BTW, I don't see any DISK READ above 600MB in your sample?

1 Like

Yes, i would like to set up an email monitoring whenever the DISK READ went above 600MB per second it will trigger an email to me personally.

I was able to get the output of 3 lines but not managed to create a logic when the read go above 600MB.

[root@xxxx ~]# iotop -bot --iter=3 |grep "Actual DISK READ"| awk {'print $5'}
127.99
151.71
157.06
[root@xxxx ~]#

ok using one second data might help.

[root@xxxx ~]# iotop -bot --iter=1 |grep "Actual DISK READ"| awk {'print $5'}
145.13
[root@xxxx ~]#

So, basically, you want to test, whether a number containing a decimal point is larger than 600?

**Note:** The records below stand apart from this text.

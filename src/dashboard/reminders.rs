//! Turns stored triggers into reminder pushes for platforms that are still
//! outstanding at the trigger's minute.

use chrono::NaiveTime;

use crate::{
    models::{DashboardSnapshot, Platform, Trigger},
    worker::NotificationPayload,
};

#[derive(Debug, Clone, PartialEq, Eq)]
pub struct Reminder {
    pub trigger_id: String,
    pub platform: Platform,
    pub payload: NotificationPayload,
}

/// The `HH:MM` value a trigger must carry to fire at `now`.
pub fn minute_key(now: NaiveTime) -> String {
    now.format("%H:%M").to_string()
}

/// Reminders for every enabled trigger set to the minute of `now`. Without a
/// snapshot nothing is known about today's progress, so nothing fires.
pub fn due_reminders(
    snapshot: Option<&DashboardSnapshot>,
    triggers: &[Trigger],
    now: NaiveTime,
    username: &str,
) -> Vec<Reminder> {
    let Some(snapshot) = snapshot else {
        return Vec::new();
    };
    let minute = minute_key(now);

    triggers
        .iter()
        .filter(|trigger| trigger.enabled && trigger.trigger_time == minute)
        .filter_map(|trigger| {
            let body = outstanding_message(snapshot, trigger.platform, username)?;
            Some(Reminder {
                trigger_id: trigger.id.clone(),
                platform: trigger.platform,
                payload: NotificationPayload {
                    body,
                    ..NotificationPayload::default()
                },
            })
        })
        .collect()
}

fn outstanding_message(
    snapshot: &DashboardSnapshot,
    platform: Platform,
    username: &str,
) -> Option<String> {
    match platform {
        Platform::Github => {
            let github = snapshot.github.as_ref()?;
            (!github.has_commits_today).then(|| {
                format!("Hey {username}! You haven't made any commits today. Time to code! 💻")
            })
        }
        Platform::Leetcode => {
            let leetcode = snapshot.leetcode.as_ref()?;
            (!leetcode.potd_solved).then(|| {
                format!(
                    "Hey {username}! Today's LeetCode POTD '{}' is waiting for you! 🧠",
                    leetcode.potd_title
                )
            })
        }
    }
}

If you are using Zsh as a shell, you have decimal arithmetic, and can simply compare the number you get numerically to 600. This is probably the most straightforward way.

If you are using a shell, which has only integer arithmetic, you can just remove everything starting from the dot, which in your example would leave you with 145, and if this is numerically greater or equal to 600, you are sending your email.

The third possibility is to move the logic into awk. Currently, you always output $5. You could print this only if $5 is numerically greater than 600. This means that whenever you get a non-empty output, you have to send the email.

Which approach you take, is just a matter of taste.....

1 Like

Not sure I understand. To monitor, you want that script to run all day, i.e. 24/7? In what intervals? Will iotop allow for that, do you want to loop inside your script, or do you plan to schedule a cron job?
As a starting point, how far would this get you:

iotop -bot --iter=3 | awk  '/Actual DISK READ/ && $5 > 22 {system ("echo mail -s\\\"High disk IO: " $5 "\\\" user@host")} '
mail -s"High disk IO: 22.92" user@host
mail -s"High disk IO: 23.04" user@host

, echo ing the mail command for testing, and adapted to use you sample from post#1.

1 Like

Thanks for helping out so far, your script did the job, but I was looking to find a write an if statement and schedule it in cron for every 15 minutes, something like below.

[root@xxxx ~]# cat write.sh
cmd1=`iotop -bot --iter=1 |grep "Actual DISK READ"| awk {'print $5'}`
if $cmd1 -ge 600; then
echo "Read IO is high" | /bin/mailx -s "Please check io usage" "user@host"
else
echo "io is fine"
fi
[root@xxxx ~]#

???? But I explained in my answer three choices you have for this, didn't I?

Still, I find the solution proposed by RudiC better.

If you schedule a command or pipe in cron , the resulting output will be mailed by default, no additional exercises necessary.